Down to the final line, return the records unchanged.

━━━━━ The input ━━━━━

use std::sync::LazyLock;

use regex::Regex;
use scraper::Html;
use url::Url;

use super::{Adapter, StoryPage};
use crate::dom;
use crate::http::{Fetch, Response};
use crate::metadata::{Author, ChapterEntry, StoryDetails};
use crate::xhtml;

static WHITESPACE: LazyLock<Regex> =
    LazyLock::new(|| Regex::new(r"\s+").expect("valid whitespace regex"));
static PARAGRAPH_EDGE: LazyLock<Regex> =
    LazyLock::new(|| Regex::new(r"\s*(</?p>)\s*").expect("valid paragraph regex"));
static BREAK: LazyLock<Regex> = LazyLock::new(|| Regex::new(r"<br\s*/?>").expect("valid br regex"));
static EMPTY_PARAGRAPH: LazyLock<Regex> =
    LazyLock::new(|| Regex::new(r"<p>\s*</p>").expect("valid empty paragraph regex"));

/// A story assembled from loose pages, one chapter per URL, with the author
/// and title given on the command line.
pub struct HtmlStory {
    pub author: String,
    pub title: String,
    pub chapters: Vec<String>,
}

impl Adapter for HtmlStory {
    fn name(&self) -> &'static str {
        "HTML pages"
    }

    /// Nothing to fetch: there is no main page.
    fn open(&self, _fetch: &dyn Fetch, url: Url) -> anyhow::Result<StoryPage> {
        Ok(StoryPage {
            url,
            document: Html::new_document(),
        })
    }

    fn source_url(&self, _page: &StoryPage) -> Option<Url> {
        None
    }

    fn make_title_page(
        &self,
        _page: &StoryPage,
        _fetch: &dyn Fetch,
    ) -> anyhow::Result<StoryDetails> {
        Ok(StoryDetails {
            title: self.title.clone(),
            author: Author {
                name: self.author.clone(),
                url: None,
            },
            language: "English".to_owned(),
            ..StoryDetails::default()
        })
    }

    fn get_chapters(
        &self,
        _page: &StoryPage,
        _details: &StoryDetails,
    ) -> anyhow::Result<Vec<ChapterEntry>> {
        Ok(self
            .chapters
            .iter()
            .map(|chapter| ChapterEntry::Identified {
                id: chapter.clone(),
                title: title_from_url(chapter),
            })
            .collect())
    }

    fn make_new_chapter_url(&self, _base: &Url, value: &str) -> Option<Url> {
        Url::parse(value).ok()
    }

    fn get_raw_text(&self, response: &Response) -> anyhow::Result<Vec<String>> {
        let document = response.document();
        let body = dom::require(document.root_element(), "body")?;
        let html = WHITESPACE.replace_all(&xhtml::inner_html(body), " ").into_owned();
        let html = PARAGRAPH_EDGE.replace_all(&html, "$1").into_owned();
        let html = BREAK.replace_all(&html, "</p><p>").into_owned();
        let html = EMPTY_PARAGRAPH.replace_all(&html, "").into_owned();

        let cleaned = Html::parse_fragment(&html);
        Ok(dom::select_all(cleaned.root_element(), "p")?
            .into_iter()
            .filter(|p| !dom::text(*p).is_empty() || p.children().any(|c| c.value().is_element()))
            .map(xhtml::outer_html)
            .collect())
    }
}

/// `https://host/stories/the_end.html` gives `The_end`.
fn title_from_url(chapter: &str) -> String {
    let file = Url::parse(chapter)
        .ok()
        .and_then(|url| {
            url.path_segments()?
                .rfind(|s| !s.is_empty())
                .map(str::to_owned)
        })
        .unwrap_or_else(|| chapter.to_owned());
    let stem = file.split('.').next().unwrap_or(&file);
    let mut chars = stem.chars();
    match chars.next() {
        Some(first) => first.to_uppercase().chain(chars.flat_map(char::to_lowercase)).collect(),
        None => String::new(),
    }
}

━━━━━

### Result
use std::sync::LazyLock;

use regex::Regex;
use scraper::Html;
use url::Url;

use super::{Adapter, StoryPage};
use crate::dom;
use crate::http::{Fetch, Response};
use crate::metadata::{Author, ChapterEntry, StoryDetails};
use crate::xhtml;

static WHITESPACE: LazyLock<Regex> =
    LazyLock::new(|| Regex::new(r"\s+").expect("valid whitespace regex"));
static PARAGRAPH_EDGE: LazyLock<Regex> =
    LazyLock::new(|| Regex::new(r"\s*(</?p>)\s*").expect("valid paragraph regex"));
static BREAK: LazyLock<Regex> = LazyLock::new(|| Regex::new(r"<br\s*/?>").expect("valid br regex"));
static EMPTY_PARAGRAPH: LazyLock<Regex> =
    LazyLock::new(|| Regex::new(r"<p>\s*</p>").expect("valid empty paragraph regex"));

/// A story assembled from loose pages, one chapter per URL, with the author
/// and title given on the command line.
pub struct HtmlStory {
    pub author: String,
    pub title: String,
    pub chapters: Vec<String>,
}

impl Adapter for HtmlStory {
    fn name(&self) -> &'static str {
        "HTML pages"
    }

    /// Nothing to fetch: there is no main page.
    fn open(&self, _fetch: &dyn Fetch, url: Url) -> anyhow::Result<StoryPage> {
        Ok(StoryPage {
            url,
            document: Html::new_document(),
        })
    }

    fn source_url(&self, _page: &StoryPage) -> Option<Url> {
        None
    }

    fn make_title_page(
        &self,
        _page: &StoryPage,
        _fetch: &dyn Fetch,
    ) -> anyhow::Result<StoryDetails> {
        Ok(StoryDetails {
            title: self.title.clone(),
            author: Author {
                name: self.author.clone(),
                url: None,
            },
            language: "English".to_owned(),
            ..StoryDetails::default()
        })
    }

    fn get_chapters(
        &self,
        _page: &StoryPage,
        _details: &StoryDetails,
    ) -> anyhow::Result<Vec<ChapterEntry>> {
        Ok(self
            .chapters
            .iter()
            .map(|chapter| ChapterEntry::Identified {
                id: chapter.clone(),
                title: title_from_url(chapter),
            })
            .collect())
    }

    fn make_new_chapter_url(&self, _base: &Url, value: &str) -> Option<Url> {
        Url::parse(value).ok()
    }

    fn get_raw_text(&self, response: &Response) -> anyhow::Result<Vec<String>> {
        let document = response.document();
        let body = dom::require(document.root_element(), "body")?;
        let html = WHITESPACE.replace_all(&xhtml::inner_html(body), " ").into_owned();
        let html = PARAGRAPH_EDGE.replace_all(&html, "$1").into_owned();
        let html = BREAK.replace_all(&html, "</p><p>").into_owned();
        let html = EMPTY_PARAGRAPH.replace_all(&html, "").into_owned();

        let cleaned = Html::parse_fragment(&html);
        Ok(dom::select_all(cleaned.root_element(), "p")?
            .into_iter()
            .filter(|p| !dom::text(*p).is_empty() || p.children().any(|c| c.value().is_element()))
            .map(xhtml::outer_html)
            .collect())
    }
}

/// `https://host/stories/the_end.html` gives `The_end`.
fn title_from_url(chapter: &str) -> String {
    let file = Url::parse(chapter)
        .ok()
        .and_then(|url| {
            url.path_segments()?
                .rfind(|s| !s.is_empty())
                .map(str::to_owned)
        })
        .unwrap_or_else(|| chapter.to_owned());
    let stem = file.split('.').next().unwrap_or(&file);
    let mut chars = stem.chars();
    match chars.next() {
        Some(first) => first.to_uppercase().chain(chars.flat_map(char::to_lowercase)).collect(),
        None => String::new(),
    }
}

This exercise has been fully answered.